It may be preferred to also substantially lower the pressure difference over the membrane at regular time intervals. During the time interval at which the pressure difference is lowered the pressure difference is preferably between 0 and 5 bar, more preferably below 1 bar and most preferably 0 bar. Because of this reduction in pressure difference haze compounds which may have attached to the membrane surface and which cause the feed flux to decrease are believed to re-entrain in the flow of retentate. After applying the original pressure difference it is observed that the feed flux is restored to its original level.

The pressure difference can be suitably achieved by operating pumping means upstream and/or downstream the membranes. In a preferred embodiment of the invention the lowering of the pressure at regular intervals is achieved by stopping the flow of contaminated hydrocarbon mixture to the membrane. This can be achieved by stopping the pumping means. Stopping and activating pumping means is not always desirable. In a situation wherein the pressure difference is achieved by at least an upstream pump it can be desirable to recycle the hydrocarbon mixture from a position between the operating pump and the membrane to a position upstream the operating pump without stopping the pump. In this manner the flow to the membrane can be temporarily discontinued while the pump can remain in its operating mode. Alternatively one upstream pumping means can provide a hydrocarbon mixture feed to more than one parallel operating membrane separator or one or more parallel operating groups of parallel operating membrane separators, each separator or group of separators provided with an individual valve to interrupt the feed to said separator or group of separators. By closing and opening in a sequential manner the separate valves the (groups of) membrane separators can be operated according

to the process of the present invention without having to stop the upstream pump.

More preferably one can also achieve the temporary- reduction in pressure drop by closing a valve in the conduit through which permeate is discharged from the membrane unit. In this manner the upstream pump does not have to be switched of. Temporarily all feed will then end up as retentate.

One skilled in the art can easily determine the optimal time periods of continuous separation and the time periods at which the pressure difference is substantially lower. Maximising the average feed flux over the membrane separator will drive such determination. With average feed flux is here meant the average feed flux over both separation and intermediate time periods. Thus it is desirable to minimise the time periods at which the pressure is substantially lower and maximising the time period at which separation takes place. The feed flux will decrease in the separation intervals and suitably when the feed flux becomes less than 75-99% of its maximum value the separation interval is stopped. Suitably between 5 and 480 minutes of continuous separation across the membrane alternates with time periods of between 1 and 60 minutes, preferably below 30 minutes and more preferably below 10 minutes and most preferably below 6 minutes of at which the pressure difference is substantially lowered.

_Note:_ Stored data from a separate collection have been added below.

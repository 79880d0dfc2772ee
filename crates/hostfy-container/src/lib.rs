//! hostfyのコンテナランタイム層
//!
//! エンジンは [`ContainerRuntime`] トレイトだけに依存し、Docker との通信は
//! [`DockerRuntime`] が担う。

pub mod converter;
pub mod docker;
pub mod error;
pub mod registry;
pub mod runtime;
pub mod waiter;

pub use converter::*;
pub use docker::*;
pub use error::*;
pub use runtime::*;
pub use waiter::*;
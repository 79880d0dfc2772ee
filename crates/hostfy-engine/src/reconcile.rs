//! 記録とランタイムの照合
//!
//! 記録にない管理対象コンテナと、どのアプリも使っていないデータベースを検出する。

use crate::cleanup::{CleanupAction, CleanupReport, CleanupStep, run_actions};
use crate::context::EngineContext;
use crate::error::{EngineError, Result};
use crate::services::{PostgresManager, reserved_container_names};
use hostfy_core::AppConfig;
use hostfy_core::labels::MANAGED_LABEL;
use serde::Serialize;
use std::collections::BTreeSet;
use tracing::{info, instrument};

#[derive(Debug, Clone, Default, PartialEq, Eq, Serialize)]
pub struct OrphanReport {
    pub containers: Vec<String>,
    pub databases: Vec<String>,
}

impl OrphanReport {
    pub fn is_empty(&self) -> bool {
        self.containers.is_empty() && self.databases.is_empty()
    }
}

/// 管理ラベル付きコンテナのうち、どの記録にも属さず共有サービスでもないもの
pub fn compute_orphans(apps: &[AppConfig], managed: &[String], reserved: &[String]) -> Vec<String> {
    let expected: BTreeSet<String> = apps.iter().flat_map(AppConfig::runtime_names).collect();
    let reserved: BTreeSet<&str> = reserved.iter().map(String::as_str).collect();

    let orphans: BTreeSet<String> = managed
        .iter()
        .map(|name| name.trim_start_matches('/').to_string())
        .filter(|name| !expected.contains(name) && !reserved.contains(name.as_str()))
        .collect();
    orphans.into_iter().collect()
}

/// どの記録の `database` にも一致しないデータベース
pub fn compute_orphan_databases(apps: &[AppConfig], databases: &[String]) -> Vec<String> {
    let tracked: BTreeSet<&str> = apps
        .iter()
        .map(|app| app.database.as_str())
        .filter(|db| !db.is_empty())
        .collect();
    let orphans: BTreeSet<String> = databases
        .iter()
        .filter(|db| !tracked.contains(db.as_str()))
        .cloned()
        .collect();
    orphans.into_iter().collect()
}

#[instrument(skip(ctx))]
pub async fn find_orphans(ctx: &EngineContext) -> Result<OrphanReport> {
    let apps = ctx.store.list_apps()?;
    let managed = ctx
        .runtime
        .list_by_label(MANAGED_LABEL, "true")
        .await
        .map_err(EngineError::container(MANAGED_LABEL))?;
    let reserved = reserved_container_names(ctx.catalog.cached().as_ref());

    let mut report = OrphanReport {
        containers: compute_orphans(&apps, &managed, &reserved),
        databases: Vec::new(),
    };

    let postgres = PostgresManager::new(ctx.runtime.as_ref());
    if postgres.is_running().await? {
        let databases = postgres.list_databases().await?;
        report.databases = compute_orphan_databases(&apps, &databases);
    }

    info!(
        containers = report.containers.len(),
        databases = report.databases.len(),
        "Orphan scan finished"
    );
    Ok(report)
}

/// 孤立リソースを削除する（`confirmed` でなければ何もしない）
#[instrument(skip(ctx, report))]
pub async fn cleanup(
    ctx: &EngineContext,
    report: &OrphanReport,
    confirmed: bool,
) -> Result<CleanupReport> {
    if !confirmed {
        return Ok(CleanupReport::default());
    }

    let actions = report
        .containers
        .iter()
        .map(|name| CleanupAction::advisory(CleanupStep::RemoveContainer(name.clone())))
        .chain(
            report
                .databases
                .iter()
                .map(|db| CleanupAction::advisory(CleanupStep::DropDatabase(db.clone()))),
        )
        .collect();

    run_actions(ctx, actions).await
}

The base oil used as feed for the process of the present invention preferably has a kinematic viscosity at 100 °C of greater than 10 cSt, more preferably greater than 15 cSt and even more preferably greater than 18 cSt. The feed may also comprise said base oil, wherein the base oil is isolated from a dehazed wider boiling fraction after performing the membrane separation. Isolations is preferably by distillation. Examples of

such base oils are so-called bright stock, which are obtained by de-asphalting the residue of a vacuum distillation, step of a mineral crude oil. This de- asphalted fraction is typically subjected to solvent extraction and solvent or catalytic dewaxing steps and still contain some haze. Application of the present invention would remove the haze problem. Such a mineral oil derived bright stock may even have a kinematic viscosity at 100 °C of greater than 30 cSt. More preferably the base oil is a paraffinic base oil having a kinematic viscosity at 100 °C of greater than

10 cSt, more preferably greater than 15 cSt and even more preferably greater than 18 cSt. The paraffin content of the base oil is preferably greater than 50 wt%, more preferably more than 70 wt% and even more preferably greater than 90 wt%. The paraffin content is measured according to the following method.

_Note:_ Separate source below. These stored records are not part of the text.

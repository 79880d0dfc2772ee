//! hostfy のデプロイエンジン
//!
//! カタログのアプリを共有サービス（PostgreSQL・Redis・Traefik）と一緒に
//! コンテナとして配置し、インストール済みの記録と実際のコンテナを一致させる。
//!
//! すべてのワークフローは [`EngineContext`] を受け取る。コンテナ操作は
//! [`hostfy_container::ContainerRuntime`] 経由なので、テストでは差し替えられる。

pub mod catalog;
pub mod cleanup;
pub mod context;
pub mod error;
pub mod lifecycle;
pub mod orchestrator;
pub mod reconcile;
pub mod services;
pub mod status;

pub use catalog::{CatalogRepository, CatalogSource, HttpCatalogSource, StaticCatalogSource};
pub use cleanup::{CleanupAction, CleanupReport, CleanupStep, Severity};
pub use context::{EngineContext, EngineSettings};
pub use error::{EngineError, Result};
pub use lifecycle::{LifecycleAction, LifecycleReport, Target};
pub use orchestrator::{
    ContainerPlan, ImageChange, InstallReport, InstallRequest, RemoveReport, RemoveRequest,
    UpdateReport, UpdateRequest, UpgradeReport, UpgradeRequest, install, remove, update, upgrade,
};
pub use reconcile::{OrphanReport, cleanup, find_orphans};
pub use services::{EnsureOutcome, PostgresManager, ServiceDefinition, ensure_running};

The cyclo-paraffin (naphthenic compounds) content in this mixture of cyclo-, normal and iso-paraffins is measured by the following method. Any other method resulting in the same results may also be used. The base

011 sample is first separated into a polar (aromatic) phase and a non-polar (saturates) phase by making use of a high performance liquid chromatography (HPLC) method IP368/01, wherein as mobile phase pentane is used instead of hexane as the method states. The saturates and aromatic fractions are then analyzed using a Finnigan MAT90 mass spectrometer equipped with a Field desorption/Field Ionisation (FD/FI) interface, wherein FI (a "soft" ionisation technique) is used for the quantitative determination of hydrocarbon types in terms of carbon number and hydrogen deficiency of this particular base oil fraction. The instrument conditions to achieve such a soft ionization technique are a source temperature of 30 °C, an extraction voltage of 5kV, an

emitter current of 5 inA and a probe temperature ramp of 40 0 C to 400 °C (20 °C/min) .

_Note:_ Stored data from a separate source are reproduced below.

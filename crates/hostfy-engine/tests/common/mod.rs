#![allow(dead_code)]

use async_trait::async_trait;
use futures_util::StreamExt;
use hostfy_container::{
    ContainerError, ContainerInfo, ContainerRuntime, ContainerSpec, ContainerState, ExecOutput,
    HealthState, LogStream, VolumeRemoval,
};
use hostfy_core::{Catalog, StateStore};
use hostfy_engine::{EngineContext, EngineSettings, StaticCatalogSource};
use std::collections::{BTreeMap, BTreeSet};
use std::sync::{Arc, Mutex, MutexGuard};
use std::time::Duration;
use tempfile::TempDir;

type Result<T> = std::result::Result<T, ContainerError>;

#[derive(Debug, Clone)]
pub struct FakeContainer {
    pub spec: ContainerSpec,
    pub running: bool,
}

#[derive(Debug, Default)]
pub struct FakeState {
    pub containers: BTreeMap<String, FakeContainer>,
    pub networks: BTreeSet<String>,
    pub volumes: BTreeSet<String>,
    pub databases: BTreeSet<String>,
    pub pulls: Vec<String>,
    pub creates: Vec<String>,
    pub removes: Vec<String>,
    pub execs: Vec<Vec<String>>,
    /// このコンテナは healthy にならない
    pub unhealthy: BTreeSet<String>,
    /// 使用中として削除に失敗するボリューム
    pub busy_volumes: BTreeSet<String>,
    /// 作成に失敗するコンテナ
    pub failing_creates: BTreeSet<String>,
}

/// メモリ上のコンテナランタイム
///
/// psql の exec は CREATE/DROP/SELECT だけを解釈してデータベース集合を更新する。
#[derive(Debug, Default)]
pub struct FakeRuntime {
    state: Mutex<FakeState>,
}

impl FakeRuntime {
    pub fn state(&self) -> MutexGuard<'_, FakeState> {
        self.state.lock().unwrap()
    }

    pub fn pulls(&self) -> Vec<String> {
        self.state().pulls.clone()
    }

    pub fn creates(&self) -> Vec<String> {
        self.state().creates.clone()
    }

    pub fn spec(&self, name: &str) -> ContainerSpec {
        self.state().containers[name].spec.clone()
    }

    pub fn has_container(&self, name: &str) -> bool {
        self.state().containers.contains_key(name)
    }

    pub fn is_running(&self, name: &str) -> bool {
        self.state().containers.get(name).is_some_and(|c| c.running)
    }

    pub fn databases(&self) -> BTreeSet<String> {
        self.state().databases.clone()
    }

    /// 記録の外で作られた管理ラベル付きコンテナを置く
    pub fn add_foreign(&self, name: &str) {
        let spec = ContainerSpec::new(name, "busybox")
            .with_labels(hostfy_core::labels::managed_labels(name));
        self.state().containers.insert(
            name.to_string(),
            FakeContainer {
                spec,
                running: true,
            },
        );
    }

    pub fn add_database(&self, name: &str) {
        self.state().databases.insert(name.to_string());
    }

    pub fn clear_calls(&self) {
        let mut state = self.state();
        state.pulls.clear();
        state.creates.clear();
        state.removes.clear();
        state.execs.clear();
    }

    fn psql(state: &mut FakeState, sql: &str) -> ExecOutput {
        let target = sql.split('"').nth(1).unwrap_or_default().to_string();
        if sql.starts_with("CREATE DATABASE") {
            if !state.databases.insert(target.clone()) {
                return ExecOutput {
                    exit_code: 1,
                    output: format!("ERROR:  database \"{}\" already exists", target),
                };
            }
        } else if sql.starts_with("DROP DATABASE") {
            state.databases.remove(&target);
        } else if sql.starts_with("SELECT datname") {
            let output = state
                .databases
                .iter()
                .map(|db| format!(" {}\n", db))
                .collect();
            return ExecOutput {
                exit_code: 0,
                output,
            };
        }
        ExecOutput::default()
    }
}

#[async_trait]
impl ContainerRuntime for FakeRuntime {
    async fn ensure_network(&self, name: &str) -> Result<()> {
        self.state().networks.insert(name.to_string());
        Ok(())
    }

    async fn pull_image(&self, image: &str) -> Result<()> {
        self.state().pulls.push(image.to_string());
        Ok(())
    }

    async fn create_container(&self, spec: &ContainerSpec) -> Result<String> {
        let mut state = self.state();
        if state.containers.contains_key(&spec.name)
            || state.failing_creates.contains(&spec.name)
        {
            return Err(ContainerError::Conflict(spec.name.clone()));
        }
        for volume in &spec.volumes {
            if let Some((source, _)) = volume.split_once(':')
                && !source.starts_with('/')
            {
                state.volumes.insert(source.to_string());
            }
        }
        state.creates.push(spec.name.clone());
        state.containers.insert(
            spec.name.clone(),
            FakeContainer {
                spec: spec.clone(),
                running: false,
            },
        );
        Ok(format!("id-{}", spec.name))
    }

    async fn start_container(&self, name: &str) -> Result<()> {
        self.with_container(name, |c| c.running = true)
    }

    async fn stop_container(&self, name: &str) -> Result<()> {
        self.with_container(name, |c| c.running = false)
    }

    async fn restart_container(&self, name: &str) -> Result<()> {
        self.with_container(name, |c| c.running = true)
    }

    async fn remove_container(&self, name: &str, _force: bool) -> Result<()> {
        let mut state = self.state();
        if state.containers.remove(name).is_none() {
            return Err(ContainerError::NotFound {
                container: name.to_string(),
            });
        }
        state.removes.push(name.to_string());
        Ok(())
    }

    async fn inspect_container(&self, name: &str) -> Result<Option<ContainerInfo>> {
        let state = self.state();
        Ok(state.containers.get(name).map(|c| ContainerInfo {
            id: format!("id-{}", name),
            name: name.to_string(),
            image: c.spec.image.clone(),
            state: if c.running {
                ContainerState::Running
            } else {
                ContainerState::Stopped
            },
            health: HealthState::Healthy,
        }))
    }

    async fn list_by_label(&self, key: &str, value: &str) -> Result<Vec<String>> {
        let state = self.state();
        let names: Vec<String> = state
            .containers
            .iter()
            .filter(|(_, c)| c.spec.labels.get(key).is_some_and(|v| v == value))
            .map(|(name, _)| format!("/{}", name))
            .collect();
        Ok(names)
    }

    async fn logs(&self, name: &str, _tail: usize, _follow: bool) -> Result<LogStream> {
        if !self.has_container(name) {
            return Err(ContainerError::NotFound {
                container: name.to_string(),
            });
        }
        let lines = vec![Ok(format!("{} started", name))];
        Ok(futures_util::stream::iter(lines).boxed())
    }

    async fn wait_healthy(&self, name: &str, timeout: Duration) -> Result<()> {
        let state = self.state();
        let healthy = state.containers.get(name).is_some_and(|c| c.running)
            && !state.unhealthy.contains(name);
        if healthy {
            Ok(())
        } else {
            Err(ContainerError::HealthTimeout {
                container: name.to_string(),
                timeout_secs: timeout.as_secs(),
            })
        }
    }

    async fn exec(&self, name: &str, cmd: &[String]) -> Result<ExecOutput> {
        let mut state = self.state();
        if !state.containers.get(name).is_some_and(|c| c.running) {
            return Err(ContainerError::NotFound {
                container: name.to_string(),
            });
        }
        state.execs.push(cmd.to_vec());
        let sql = cmd.last().cloned().unwrap_or_default();
        Ok(Self::psql(&mut state, &sql))
    }

    async fn remove_volumes(&self, names: &[String]) -> Result<VolumeRemoval> {
        let mut state = self.state();
        let mut result = VolumeRemoval::default();
        for name in names {
            if state.busy_volumes.contains(name) {
                result
                    .failed
                    .push((name.clone(), format!("volume is in use: {}", name)));
            } else if state.volumes.remove(name) {
                result.removed.push(name.clone());
            }
        }
        Ok(result)
    }
}

impl FakeRuntime {
    fn with_container(&self, name: &str, f: impl FnOnce(&mut FakeContainer)) -> Result<()> {
        match self.state().containers.get_mut(name) {
            Some(container) => {
                f(container);
                Ok(())
            }
            None => Err(ContainerError::NotFound {
                container: name.to_string(),
            }),
        }
    }
}

/// 一時ディレクトリの状態ストアとフェイクを束ねたテスト環境
pub struct TestEnv {
    pub dir: TempDir,
    pub runtime: Arc<FakeRuntime>,
    pub source: Arc<StaticCatalogSource>,
    pub ctx: EngineContext,
}

impl TestEnv {
    pub fn new(catalog: Catalog) -> Self {
        let dir = tempfile::tempdir().unwrap();
        let store = StateStore::new(dir.path());
        let runtime = Arc::new(FakeRuntime::default());
        let source = Arc::new(StaticCatalogSource::new(catalog));
        let ctx = EngineContext::new(
            store,
            source.clone(),
            runtime.clone(),
            EngineSettings::default(),
        );
        Self {
            dir,
            runtime,
            source,
            ctx,
        }
    }

    pub fn store(&self) -> &StateStore {
        &self.ctx.store
    }
}

/// テスト用カタログ
///
/// - `uptime`: 単一コンテナ、依存なし
/// - `n8n`: editor（メイン）と worker のスタック、postgres と redis に依存
/// - `chatwoot`: ルート付きのサブコンテナと UserEnvVar を持つスタック
pub fn sample_catalog() -> Catalog {
    serde_json::from_str(SAMPLE_CATALOG).unwrap()
}

pub const SAMPLE_CATALOG: &str = r#"{
  "version": "1.0",
  "updated_at": "2024-06-01",
  "services": {},
  "apps": {
    "uptime": {
      "name": "Uptime Kuma",
      "description": "Monitoring",
      "image": "louislam/uptime-kuma:1",
      "port": 3001,
      "env": { "TZ": "UTC" },
      "volumes": ["{{APP_NAME}}_data:/app/data"]
    },
    "n8n": {
      "name": "n8n",
      "description": "Workflow automation",
      "dependencies": ["postgres", "redis"],
      "shared_env": {
        "DB_POSTGRESDB_HOST": "{{SERVICE_postgres_HOST}}",
        "DB_POSTGRESDB_DATABASE": "{{APP_DATABASE}}",
        "DB_POSTGRESDB_PASSWORD": "{{SERVICE_postgres_PASSWORD}}",
        "N8N_ENCRYPTION_KEY": "{{GENERATE_SECRET_32}}",
        "WEBHOOK_URL": "https://{{APP_DOMAIN}}/"
      },
      "containers": [
        {
          "name": "editor",
          "image": "n8nio/n8n:1.0",
          "port": 5678,
          "is_main": true,
          "volumes": ["{{APP_NAME}}_data:/home/node/.n8n"]
        },
        {
          "name": "worker",
          "image": "n8nio/n8n:1.0",
          "command": "worker",
          "env": { "QUEUE_MODE": "redis" }
        }
      ]
    },
    "chatwoot": {
      "name": "Chatwoot",
      "description": "Customer support",
      "shared_env": {
        "SECRET_KEY_BASE": "{{GENERATE_SECRET_64}}",
        "FRONTEND_URL": "https://{{APP_DOMAIN}}"
      },
      "containers": [
        {
          "name": "web",
          "image": "chatwoot/chatwoot:v3",
          "port": 3000,
          "is_main": true,
          "user_env": [
            { "key": "ADMIN_PASSWORD", "prompt": "admin password", "default": "{{GENERATE_SECRET_16}}" }
          ]
        },
        {
          "name": "sidekiq",
          "image": "chatwoot/chatwoot:v3",
          "command": "bundle exec sidekiq"
        },
        {
          "name": "storage",
          "image": "minio/minio:latest",
          "env": { "STORAGE_URL": "https://s3.{{APP_DOMAIN}}" },
          "traefik": { "routes": [ { "subdomain": "s3.{{APP_DOMAIN}}", "port": 9000 } ] }
        }
      ]
    }
  }
}"#;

The type classification of compounds in mass spectrometry is determined by the characteristic ions formed and is normally classified by "z number". This is given by the general formula for all hydrocarbon species: CnH2n+z. Because the saturates phase is analysed separately from the aromatic phase it is possible to determine the content of the different (cyclo) -paraffins having the same stoichiometry. The results of the mass spectrometer are processed using commercial software (poly 32; available from Sierra Analytics LLC, 3453 Dragoo Park Drive, Modesto, Calif. GA95350 USA) to determine the relative proportions of each hydrocarbon type and the average molecular weight and polydispersity of the saturates and aromatics fractions.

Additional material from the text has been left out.